Directions:
Lift out all lines below that contain "successfully".

────────────────────

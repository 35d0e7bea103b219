use crate::models::{Declaration, DeclarationKind, UsageKind};
use serde::{Deserialize, Serialize};
use std::collections::{BTreeMap, BTreeSet};

/// Stable string key of a node: `kind:fullName:line`
pub type NodeId = String;

pub fn node_id(kind: DeclarationKind, full_name: &str, line: u32) -> NodeId {
    format!("{}:{}:{}", kind.as_str(), full_name, line)
}

/// Relationship types between nodes
#[derive(Debug, Clone, Copy, Serialize, Deserialize, PartialEq, Eq, PartialOrd, Ord, Hash)]
#[serde(rename_all = "snake_case")]
pub enum EdgeKind {
    Calls,
    Instantiates,
    Imports,
    StaticAccess,
    MethodAccess,
}

impl EdgeKind {
    pub fn as_str(&self) -> &'static str {
        match self {
            EdgeKind::Calls => "calls",
            EdgeKind::Instantiates => "instantiates",
            EdgeKind::Imports => "imports",
            EdgeKind::StaticAccess => "static_access",
            EdgeKind::MethodAccess => "method_access",
        }
    }
}

impl From<UsageKind> for EdgeKind {
    fn from(kind: UsageKind) -> Self {
        match kind {
            UsageKind::FunctionCall => EdgeKind::Calls,
            UsageKind::Instantiation => EdgeKind::Instantiates,
            UsageKind::StaticCall => EdgeKind::StaticAccess,
            UsageKind::MethodCall => EdgeKind::MethodAccess,
        }
    }
}

impl std::fmt::Display for EdgeKind {
    fn fmt(&self, f: &mut std::fmt::Formatter<'_>) -> std::fmt::Result {
        f.write_str(self.as_str())
    }
}

/// A declaration in the dependency graph
#[derive(Debug, Clone, PartialEq, Eq)]
pub struct DependencyNode {
    pub id: NodeId,
    pub name: String,
    pub kind: DeclarationKind,
    pub file: String,
    pub namespace: String,
    pub class_name: String,
    pub line: u32,
    pub score: u32,
}

impl DependencyNode {
    pub fn from_declaration(decl: &Declaration, file: &str, score: u32) -> Self {
        Self {
            id: node_id(decl.kind, &decl.full_name(), decl.line),
            name: decl.name.clone(),
            kind: decl.kind,
            file: file.to_string(),
            namespace: decl.namespace.clone(),
            class_name: decl.owning_class.clone().unwrap_or_default(),
            line: decl.line,
            score,
        }
    }
}

/// Weight of one directed edge, shared by both of its endpoints
#[derive(Debug, Clone, PartialEq, Eq)]
pub struct DependencyEdge {
    pub kind: EdgeKind,
    pub count: u32,
    pub lines: Vec<u32>,
    /// Raw reference text of the occurrence that created the edge
    pub context: String,
}

/// Key of an edge inside a node's `dependencies`/`dependents` map
pub fn edge_key(peer: &str, kind: EdgeKind) -> String {
    format!("{}#{}", peer, kind.as_str())
}

// ==================== Serialized form ====================

/// One side of an edge as seen from a node
#[derive(Debug, Clone, PartialEq, Eq, Serialize, Deserialize)]
#[serde(rename_all = "camelCase")]
pub struct EdgeSnapshot {
    pub target_id: NodeId,
    pub target_name: String,
    #[serde(rename = "type")]
    pub kind: EdgeKind,
    pub count: u32,
    pub lines: Vec<u32>,
    pub context: String,
}

#[derive(Debug, Clone, PartialEq, Eq, Serialize, Deserialize)]
#[serde(rename_all = "camelCase")]
pub struct NodeSnapshot {
    pub id: NodeId,
    pub name: String,
    #[serde(rename = "type")]
    pub kind: DeclarationKind,
    pub file: String,
    pub namespace: String,
    pub class_name: String,
    pub line: u32,
    pub dependencies: BTreeMap<String, EdgeSnapshot>,
    pub dependents: BTreeMap<String, EdgeSnapshot>,
    pub score: u32,
}

impl NodeSnapshot {
    /// Human-readable name: `Class::member`, `namespace\name` or `name`
    pub fn display_name(&self) -> String {
        match self.kind {
            DeclarationKind::Method if !self.class_name.is_empty() => {
                format!("{}::{}()", self.class_name, self.name)
            }
            DeclarationKind::Property if !self.class_name.is_empty() => {
                format!("{}::${}", self.class_name, self.name)
            }
            DeclarationKind::Constant if !self.class_name.is_empty() => {
                format!("{}::{}", self.class_name, self.name)
            }
            DeclarationKind::Function => format!("{}()", self.name),
            _ if !self.namespace.is_empty() => format!("{}\\{}", self.namespace, self.name),
            _ => self.name.clone(),
        }
    }

    /// Distinct nodes this one references, regardless of edge kind
    pub fn dependency_count(&self) -> usize {
        distinct_peers(&self.dependencies)
    }

    /// Distinct nodes that reference this one, regardless of edge kind
    pub fn dependent_count(&self) -> usize {
        distinct_peers(&self.dependents)
    }
}

fn distinct_peers(edges: &BTreeMap<String, EdgeSnapshot>) -> usize {
    edges
        .values()
        .map(|e| e.target_id.as_str())
        .collect::<BTreeSet<_>>()
        .len()
}

/// The whole graph, ready for export
#[derive(Debug, Clone, Default, PartialEq, Eq, Serialize, Deserialize)]
#[serde(rename_all = "camelCase")]
pub struct GraphSnapshot {
    pub nodes: BTreeMap<NodeId, NodeSnapshot>,
    pub total_nodes: usize,
    pub total_edges: usize,
    pub orphans: Vec<NodeSnapshot>,
    #[serde(rename = "highlyDepended")]
    pub most_depended: Vec<NodeSnapshot>,
    #[serde(rename = "complexNodes")]
    pub most_complex: Vec<NodeSnapshot>,
}
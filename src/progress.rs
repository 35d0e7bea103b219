//! Progress reporting
//!
//! The core only sees [`ProgressSink`]; the CLI plugs in an indicatif bar and
//! everything else (tests, JSON output) uses [`NoProgress`].

use indicatif::{ProgressBar, ProgressStyle};

/// Receives progress ticks from long-running work
pub trait ProgressSink: Send + Sync {
    fn update(&self, n: u64);
    fn finish(&self);
}

/// Sink that ignores every tick
#[derive(Debug, Default, Clone, Copy)]
pub struct NoProgress;

impl ProgressSink for NoProgress {
    fn update(&self, _n: u64) {}
    fn finish(&self) {}
}

impl ProgressSink for ProgressBar {
    fn update(&self, n: u64) {
        self.inc(n);
    }

    fn finish(&self) {
        ProgressBar::finish(self);
    }
}

/// Create spinner progress style
pub fn spinner_style() -> ProgressStyle {
    ProgressStyle::default_spinner()
        .tick_chars("⠁⠂⠄⡀⢀⠠⠐⠈ ")
        .template("{spinner:.green} {msg}")
        .expect("valid template")
}

/// Create bar progress style
pub fn bar_style() -> ProgressStyle {
    ProgressStyle::default_bar()
        .template("{spinner:.green} [{bar:40.cyan/blue}] {pos}/{len} {msg}")
        .expect("valid template")
        .progress_chars("█▓▒░  ")
}
//! Symbol index used to resolve usages to nodes
//!
//! Three maps are built while nodes are created:
//!
//! - `by_full_name`: `namespace\name` to node id, last write wins
//! - `by_short_name`: bare name to node id, subject to the ambiguity policy
//! - `class_by_short_name`: bare class name to the class's full name
//!
//! A short name moves through `Unset -> Unique -> Ambiguous` and never comes
//! back from `Ambiguous`. Global-namespace declarations always claim their
//! short name. A namespaced declaration only claims an unset name; if the
//! name is already taken, the entry becomes ambiguous for the rest of the run.

use super::store_models::NodeId;
use crate::models::{Declaration, DeclarationKind};
use rustc_hash::FxHashMap;
use tracing::debug;

/// State of one short-name entry
#[derive(Debug, Clone, PartialEq, Eq)]
pub enum ShortName<T> {
    Unset,
    Unique(T),
    Ambiguous,
}

#[derive(Debug, Default)]
pub struct SymbolIndex {
    by_full_name: FxHashMap<String, NodeId>,
    by_short_name: FxHashMap<String, ShortName<NodeId>>,
    class_by_short_name: FxHashMap<String, ShortName<String>>,
}

impl SymbolIndex {
    pub fn new() -> Self {
        Self::default()
    }

    /// Index one declaration whose node id is `id`
    pub fn insert(&mut self, decl: &Declaration, id: &NodeId) {
        let full_name = decl.full_name();
        self.by_full_name.insert(full_name.clone(), id.clone());

        if decl.namespace.is_empty() {
            self.by_short_name
                .insert(decl.name.clone(), ShortName::Unique(id.clone()));
            return;
        }

        let is_class = decl.kind == DeclarationKind::Class;
        let existing = self.by_short_name.get(&decl.name).cloned();
        match existing {
            None | Some(ShortName::Unset) => {
                self.by_short_name
                    .insert(decl.name.clone(), ShortName::Unique(id.clone()));
                if is_class {
                    self.class_by_short_name
                        .insert(decl.name.clone(), ShortName::Unique(full_name));
                }
            }
            Some(ShortName::Unique(previous)) => {
                debug!(
                    "Short name '{}' is ambiguous ({} vs {}), requiring qualified lookups",
                    decl.name, previous, id
                );
                self.by_short_name
                    .insert(decl.name.clone(), ShortName::Ambiguous);
                if is_class {
                    self.class_by_short_name
                        .insert(decl.name.clone(), ShortName::Ambiguous);
                }
            }
            Some(ShortName::Ambiguous) => {
                if is_class {
                    self.class_by_short_name
                        .insert(decl.name.clone(), ShortName::Ambiguous);
                }
            }
        }
    }

    pub fn by_full_name(&self, full_name: &str) -> Option<&NodeId> {
        self.by_full_name.get(full_name)
    }

    /// Node id for a short name, only while it is unambiguous
    pub fn by_short_name(&self, name: &str) -> Option<&NodeId> {
        match self.by_short_name.get(name) {
            Some(ShortName::Unique(id)) => Some(id),
            _ => None,
        }
    }

    /// Full name of the single class with this short name
    pub fn class_full_name(&self, name: &str) -> Option<&str> {
        match self.class_by_short_name.get(name) {
            Some(ShortName::Unique(full)) => Some(full.as_str()),
            _ => None,
        }
    }

    pub fn short_name_state(&self, name: &str) -> ShortName<&NodeId> {
        match self.by_short_name.get(name) {
            None | Some(ShortName::Unset) => ShortName::Unset,
            Some(ShortName::Unique(id)) => ShortName::Unique(id),
            Some(ShortName::Ambiguous) => ShortName::Ambiguous,
        }
    }

    pub fn len(&self) -> usize {
        self.by_full_name.len()
    }

    pub fn is_empty(&self) -> bool {
        self.by_full_name.is_empty()
    }
}
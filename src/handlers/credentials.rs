//! Doctor registration and login.
//!
//! Login returns the doctor's identity only; no token or session is issued.

use super::{parse_body, AppState};
use crate::error::ApiError;
use crate::metrics::record_auth;
use crate::models::{
    normalize_email, DoctorCredentials, LoginRequest, LoginResponse, RegisterRequest,
    RegisterResponse,
};
use actix_web::{web, HttpResponse};

pub async fn register(
    state: web::Data<AppState>,
    body: web::Bytes,
) -> Result<HttpResponse, ApiError> {
    let req: RegisterRequest = parse_body(&body)?;
    let email = normalize_email(&req.email.unwrap_or_default());
    if email.is_empty() {
        return Err(ApiError::Validation("Missing email".to_string()));
    }

    let exists: bool = sqlx::query_scalar("SELECT EXISTS(SELECT 1 FROM doctors WHERE email = $1)")
        .bind(&email)
        .fetch_one(&state.pool)
        .await?;

    if exists {
        record_auth("register", false);
        crate::audit_log!("authentication", "doctor.register", None::<i64>, false, "duplicate_email");
        return Err(ApiError::DuplicateEmail);
    }

    let passwords = state.passwords.clone();
    let password = req.password.unwrap_or_default();
    let password_hash = web::block(move || passwords.hash(&password))
        .await
        .map_err(|e| ApiError::Internal(format!("Blocking pool error: {}", e)))??;

    // A concurrent registration can still win between the check and here;
    // the partial unique index turns that into "no row".
    let doctor_id: Option<i64> = sqlx::query_scalar(
        "INSERT INTO doctors (first_name, last_name, specialization, phone, email, password_hash)
         VALUES ($1, $2, $3, $4, $5, $6)
         ON CONFLICT (email) WHERE email <> '' DO NOTHING
         RETURNING doctor_id",
    )
    .bind(req.first_name.unwrap_or_default())
    .bind(req.last_name.unwrap_or_default())
    .bind(req.specialization.unwrap_or_default())
    .bind(req.phone.unwrap_or_default())
    .bind(&email)
    .bind(&password_hash)
    .fetch_optional(&state.pool)
    .await?;

    let Some(doctor_id) = doctor_id else {
        record_auth("register", false);
        crate::audit_log!("authentication", "doctor.register", None::<i64>, false, "duplicate_email");
        return Err(ApiError::DuplicateEmail);
    };

    record_auth("register", true);
    crate::audit_log!("authentication", "doctor.register", Some(doctor_id), true);

    Ok(HttpResponse::Ok().json(RegisterResponse {
        success: true,
        doctor_id,
        message: "Doctor registered successfully".to_string(),
    }))
}

pub async fn login(
    state: web::Data<AppState>,
    body: web::Bytes,
) -> Result<HttpResponse, ApiError> {
    let req: LoginRequest = parse_body(&body)?;
    let email = normalize_email(&req.email.unwrap_or_default());

    let doctor: Option<DoctorCredentials> = sqlx::query_as(
        "SELECT doctor_id, first_name, last_name, password_hash FROM doctors WHERE email = $1",
    )
    .bind(&email)
    .fetch_optional(&state.pool)
    .await?;

    let stored_hash = doctor.as_ref().and_then(|d| d.password_hash.clone());
    let passwords = state.passwords.clone();
    let password = req.password.unwrap_or_default();
    let matched = web::block(move || passwords.verify_optional(&password, stored_hash.as_deref()))
        .await
        .map_err(|e| ApiError::Internal(format!("Blocking pool error: {}", e)))?;

    match doctor {
        Some(d) if matched => {
            record_auth("login", true);
            crate::audit_log!("authentication", "doctor.login", Some(d.doctor_id), true);

            Ok(HttpResponse::Ok().json(LoginResponse {
                success: true,
                doctor_id: d.doctor_id,
                first_name: d.first_name,
                last_name: d.last_name,
            }))
        }
        // Unknown email and wrong password must be indistinguishable
        other => {
            record_auth("login", false);
            crate::audit_log!(
                "authentication",
                "doctor.login",
                other.map(|d| d.doctor_id),
                false
            );
            Err(ApiError::InvalidCredentials)
        }
    }
}
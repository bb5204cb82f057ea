use super::{parse_body, parse_id, text_or_empty, AppState};
use crate::error::ApiError;
use crate::metrics::record_write;
use crate::models::{Patient, PatientRequest, Resource};
use actix_web::{web, HttpResponse};
use serde_json::json;

const PATIENT_COLUMNS: &str =
    "patient_id, first_name, last_name, phone, email, address, date_of_birth";

pub async fn list_patients(state: web::Data<AppState>) -> Result<HttpResponse, ApiError> {
    let sql = format!(
        "SELECT {} FROM patients ORDER BY last_name, first_name, patient_id",
        PATIENT_COLUMNS
    );
    let patients: Vec<Patient> = sqlx::query_as(&sql).fetch_all(&state.pool).await?;

    Ok(HttpResponse::Ok().json(patients))
}

pub async fn get_patient(
    state: web::Data<AppState>,
    path: web::Path<String>,
) -> Result<HttpResponse, ApiError> {
    let id = parse_id(Resource::Patient, &path)?;

    let sql = format!("SELECT {} FROM patients WHERE patient_id = $1", PATIENT_COLUMNS);
    let patient: Option<Patient> = sqlx::query_as(&sql)
        .bind(id)
        .fetch_optional(&state.pool)
        .await?;

    match patient {
        Some(p) => Ok(HttpResponse::Ok().json(p)),
        None => Err(ApiError::NotFound(Resource::Patient)),
    }
}

pub async fn create_patient(
    state: web::Data<AppState>,
    body: web::Bytes,
) -> Result<HttpResponse, ApiError> {
    let req: PatientRequest = parse_body(&body)?;

    let patient_id: i64 = sqlx::query_scalar(
        "INSERT INTO patients (first_name, last_name, phone, email, address, date_of_birth)
         VALUES ($1, $2, $3, $4, $5, $6) RETURNING patient_id",
    )
    .bind(text_or_empty(req.first_name))
    .bind(text_or_empty(req.last_name))
    .bind(text_or_empty(req.phone))
    .bind(text_or_empty(req.email))
    .bind(text_or_empty(req.address))
    .bind(req.date_of_birth)
    .fetch_one(&state.pool)
    .await?;

    record_write("patient", "create");
    crate::audit_log!("record", "patient.create", Some(patient_id), true);

    Ok(HttpResponse::Ok().json(json!({
        "success": true,
        "patient_id": patient_id,
        "message": "Patient created successfully"
    })))
}

pub async fn update_patient(
    state: web::Data<AppState>,
    path: web::Path<String>,
    body: web::Bytes,
) -> Result<HttpResponse, ApiError> {
    let id = parse_id(Resource::Patient, &path)?;
    let req: PatientRequest = parse_body(&body)?;

    let result = sqlx::query(
        "UPDATE patients
         SET first_name = $1, last_name = $2, phone = $3, email = $4, address = $5, date_of_birth = $6
         WHERE patient_id = $7",
    )
    .bind(text_or_empty(req.first_name))
    .bind(text_or_empty(req.last_name))
    .bind(text_or_empty(req.phone))
    .bind(text_or_empty(req.email))
    .bind(text_or_empty(req.address))
    .bind(req.date_of_birth)
    .bind(id)
    .execute(&state.pool)
    .await?;

    if result.rows_affected() == 0 {
        return Err(ApiError::NotFound(Resource::Patient));
    }

    record_write("patient", "update");
    crate::audit_log!("record", "patient.update", Some(id), true);

    Ok(HttpResponse::Ok().json(json!({
        "success": true,
        "message": "Patient updated successfully"
    })))
}

pub async fn delete_patient(
    state: web::Data<AppState>,
    path: web::Path<String>,
) -> Result<HttpResponse, ApiError> {
    let id = parse_id(Resource::Patient, &path)?;

    let result = sqlx::query("DELETE FROM patients WHERE patient_id = $1")
        .bind(id)
        .execute(&state.pool)
        .await
        .map_err(|e| ApiError::on_foreign_key(e, ApiError::StillReferenced))?;

    if result.rows_affected() == 0 {
        return Err(ApiError::NotFound(Resource::Patient));
    }

    record_write("patient", "delete");
    crate::audit_log!("record", "patient.delete", Some(id), true);

    Ok(HttpResponse::Ok().json(json!({
        "success": true,
        "message": "Patient deleted successfully"
    })))
}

────────────────────

Written response:
        message: "Doctor registered successfully".to_string(),
        "message": "Patient created successfully"
        "message": "Patient updated successfully"
        "message": "Patient deleted successfully"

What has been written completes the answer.